Taking Risks With Cybersecurity: Using Knowledge and Personal Characteristics to Predict Self-Reported Cybersecurity Behaviors

Abstract

Individuals’ use of insecure cybersecurity behaviors, including the use of weak passwords, is a leading contributor to cybersecurity breaches. While training individuals on best practices in cybersecurity continues to be implemented, prior research has found that training people in the use of secure passwords has not proven to be effective. Developing profiles of individual who are likely to become victims of password hacking, phishing scams, and other types of breaches would be useful, as they could be used to identify individuals with the highest likelihood of engaging in insecure cybersecurity behaviors. The present research tested the hypothesis that in addition to self-reported cybersecurity knowledge, personal characteristics, such as personality traits and general risk-taking behavior not related to technology use, can predict individual differences in cybersecurity behaviors, as measured by self-report. Our hypothesis was confirmed in a large study involving 325 undergraduates.

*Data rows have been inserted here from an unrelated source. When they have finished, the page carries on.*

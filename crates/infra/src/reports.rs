//! Report aggregation queries.
//!
//! Reports are read-only compositions over the other repositories; nothing
//! here mutates state.

use std::collections::BTreeMap;

use chrono::{Datelike, NaiveDate};
use rust_decimal::Decimal;
use serde::Serialize;
use sqlx::PgPool;

use plantops_core::DomainError;

use crate::error::RepoResult;
use crate::expenses::{CategoryTotal, ExpenseRepo};
use crate::production::ProductionRepo;
use crate::products::ProductRepo;
use crate::sales::{SaleRepo, TopProduct};
use crate::stock::{StockLedger, StockLevelRow};
use crate::users::UserRepo;

#[derive(Debug, Clone, Serialize)]
pub struct DashboardReport {
    pub today: TodaySnapshot,
    pub monthly: MonthlyTotals,
    pub kpis: Kpis,
    pub top_product: Option<TopProduct>,
    pub low_stock_alerts: i64,
}

#[derive(Debug, Clone, Serialize)]
pub struct TodaySnapshot {
    pub date: NaiveDate,
    pub production_runs: i64,
}

#[derive(Debug, Clone, Serialize)]
pub struct MonthlyTotals {
    pub total_sales: Decimal,
    pub total_expenses: Decimal,
    pub net_income: Decimal,
}

#[derive(Debug, Clone, Serialize)]
pub struct Kpis {
    pub total_production_runs: i64,
    pub total_products: i64,
    pub low_stock_alerts: i64,
    pub active_users: i64,
}

#[derive(Debug, Clone, Serialize)]
pub struct MonthlyReport {
    pub period: Period,
    pub production: MonthlyProduction,
    pub sales: MonthlyTotalsOnly,
    pub expenses: MonthlyExpenses,
    pub income: IncomeSummary,
    pub inventory: InventorySnapshot,
}

#[derive(Debug, Clone, Serialize)]
pub struct Period {
    pub year: i32,
    pub month: u32,
    pub start_date: NaiveDate,
    pub end_date: NaiveDate,
}

#[derive(Debug, Clone, Serialize)]
pub struct MonthlyProduction {
    pub total_runs: i64,
    pub output_by_product: BTreeMap<String, Decimal>,
}

#[derive(Debug, Clone, Serialize)]
pub struct MonthlyTotalsOnly {
    pub total_amount: Decimal,
}

#[derive(Debug, Clone, Serialize)]
pub struct MonthlyExpenses {
    pub total_amount: Decimal,
    pub by_category: Vec<CategoryTotal>,
}

#[derive(Debug, Clone, Serialize)]
pub struct IncomeSummary {
    pub net_income: Decimal,
    /// Percentage of sales kept after expenses, rounded to 2 decimals.
    pub profit_margin: Decimal,
}

#[derive(Debug, Clone, Serialize)]
pub struct InventorySnapshot {
    pub stock_levels: Vec<StockLevelRow>,
    pub low_stock_count: usize,
    pub low_stock_items: Vec<StockLevelRow>,
}

#[derive(Debug, Clone, Serialize)]
pub struct ProductionSummaryEntry {
    pub product_name: String,
    pub total_input: Decimal,
    pub total_output: Decimal,
    /// Output as a percentage of input, rounded to 2 decimals.
    pub efficiency: Decimal,
    pub runs_count: i64,
}

#[derive(Clone)]
pub struct ReportsRepo {
    production: ProductionRepo,
    sales: SaleRepo,
    expenses: ExpenseRepo,
    stock: StockLedger,
    products: ProductRepo,
    users: UserRepo,
}

impl ReportsRepo {
    pub fn new(pool: PgPool) -> Self {
        Self {
            production: ProductionRepo::new(pool.clone()),
            sales: SaleRepo::new(pool.clone()),
            expenses: ExpenseRepo::new(pool.clone()),
            stock: StockLedger::new(pool.clone()),
            products: ProductRepo::new(pool.clone()),
            users: UserRepo::new(pool),
        }
    }

    pub async fn dashboard(&self, today: NaiveDate) -> RepoResult<DashboardReport> {
        let (month_start, month_end) = month_bounds(today.year(), today.month())?;

        let total_sales = self.sales.total_between(month_start, month_end).await?;
        let total_expenses = self.expenses.total_between(month_start, month_end).await?;
        let low_stock_alerts = self.stock.low_stock().await?.len() as i64;

        Ok(DashboardReport {
            today: TodaySnapshot {
                date: today,
                production_runs: self.production.count_between(today, today).await?,
            },
            monthly: MonthlyTotals {
                total_sales,
                total_expenses,
                net_income: total_sales - total_expenses,
            },
            kpis: Kpis {
                total_production_runs: self.production.count().await?,
                total_products: self.products.count().await?,
                low_stock_alerts,
                active_users: self.users.count().await?,
            },
            top_product: self.sales.top_product_between(month_start, month_end).await?,
            low_stock_alerts,
        })
    }

    pub async fn monthly(&self, year: i32, month: u32) -> RepoResult<MonthlyReport> {
        let (start_date, end_date) = month_bounds(year, month)?;

        let runs = self.production.by_date_range(start_date, end_date).await?;
        let mut output_by_product: BTreeMap<String, Decimal> = BTreeMap::new();
        for run in &runs {
            *output_by_product
                .entry(run.product_name.clone())
                .or_insert(Decimal::ZERO) += run.output_qty;
        }

        let total_sales = self.sales.total_between(start_date, end_date).await?;
        let total_expenses = self.expenses.total_between(start_date, end_date).await?;
        let by_category = self.expenses.totals_by_category(start_date, end_date).await?;
        let net_income = total_sales - total_expenses;

        let profit_margin = if total_sales > Decimal::ZERO {
            (net_income / total_sales * Decimal::from(100)).round_dp(2)
        } else {
            Decimal::ZERO
        };

        let stock_levels = self.stock.list().await?;
        let low_stock_items = self.stock.low_stock().await?;

        Ok(MonthlyReport {
            period: Period {
                year,
                month,
                start_date,
                end_date,
            },
            production: MonthlyProduction {
                total_runs: runs.len() as i64,
                output_by_product,
            },
            sales: MonthlyTotalsOnly {
                total_amount: total_sales,
            },
            expenses: MonthlyExpenses {
                total_amount: total_expenses,
                by_category,
            },
            income: IncomeSummary {
                net_income,
                profit_margin,
            },
            inventory: InventorySnapshot {
                low_stock_count: low_stock_items.len(),
                stock_levels,
                low_stock_items,
            },
        })
    }

    pub async fn production_summary(
        &self,
        start: NaiveDate,
        end: NaiveDate,
    ) -> RepoResult<Vec<ProductionSummaryEntry>> {
        let runs = self.production.by_date_range(start, end).await?;

        let mut summary: BTreeMap<String, ProductionSummaryEntry> = BTreeMap::new();
        for run in &runs {
            let entry = summary
                .entry(run.product_name.clone())
                .or_insert_with(|| ProductionSummaryEntry {
                    product_name: run.product_name.clone(),
                    total_input: Decimal::ZERO,
                    total_output: Decimal::ZERO,
                    efficiency: Decimal::ZERO,
                    runs_count: 0,
                });
            entry.total_input += run.input_qty;
            entry.total_output += run.output_qty;
            entry.runs_count += 1;
        }

        Ok(summary
            .into_values()
            .map(|mut entry| {
                entry.efficiency = if entry.total_input > Decimal::ZERO {
                    (entry.total_output / entry.total_input * Decimal::from(100)).round_dp(2)
                } else {
                    Decimal::ZERO
                };
                entry
            })
            .collect())
    }
}

/// First and last day of a calendar month.
pub fn month_bounds(year: i32, month: u32) -> Result<(NaiveDate, NaiveDate), DomainError> {
    let start = NaiveDate::from_ymd_opt(year, month, 1)
        .ok_or_else(|| DomainError::validation(format!("invalid month: {year}-{month}")))?;

    let (next_year, next_month) = if month == 12 {
        (year + 1, 1)
    } else {
        (year, month + 1)
    };
    let end = NaiveDate::from_ymd_opt(next_year, next_month, 1)
        .ok_or_else(|| DomainError::validation(format!("invalid month: {year}-{month}")))?
        .pred_opt()
        .ok_or_else(|| DomainError::validation(format!("invalid month: {year}-{month}")))?;

    Ok((start, end))
}

#[cfg(test)]
mod tests {
    use super::*;

    #[test]
    fn month_bounds_cover_whole_month() {
        let (start, end) = month_bounds(2025, 2).unwrap();
        assert_eq!(start, NaiveDate::from_ymd_opt(2025, 2, 1).unwrap());
        assert_eq!(end, NaiveDate::from_ymd_opt(2025, 2, 28).unwrap());

        let (start, end) = month_bounds(2025, 12).unwrap();
        assert_eq!(start, NaiveDate::from_ymd_opt(2025, 12, 1).unwrap());
        assert_eq!(end, NaiveDate::from_ymd_opt(2025, 12, 31).unwrap());
    }

    #[test]
    fn month_bounds_reject_bad_month() {
        assert!(month_bounds(2025, 13).is_err());
        assert!(month_bounds(2025, 0).is_err());
    }
}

Participants provided information about their self-reported risky cybersecurity behaviors (e.g., using non-secure Wi-Fi, not logging out of accounts on shared computers, etc.), self-reported knowledge about strong/weak passwords, Big Five personality traits (i.e., extraversion, conscientiousness, agreeableness, openness, and mood instability), sensation-seeking personality traits, and general risk-taking unrelated to using technology. The results of a hierarchical regression indicated that 34% of risky cybersecurity behavior was significantly predicted by the combination of self-reported knowledge about strong/weak passwords, personality traits, and risk-taking in daily life. The results suggest that victim profiles should take into account individual differences in personality and general risk-taking in domains unrelated to cybersecurity in addition to cybersecurity knowledge.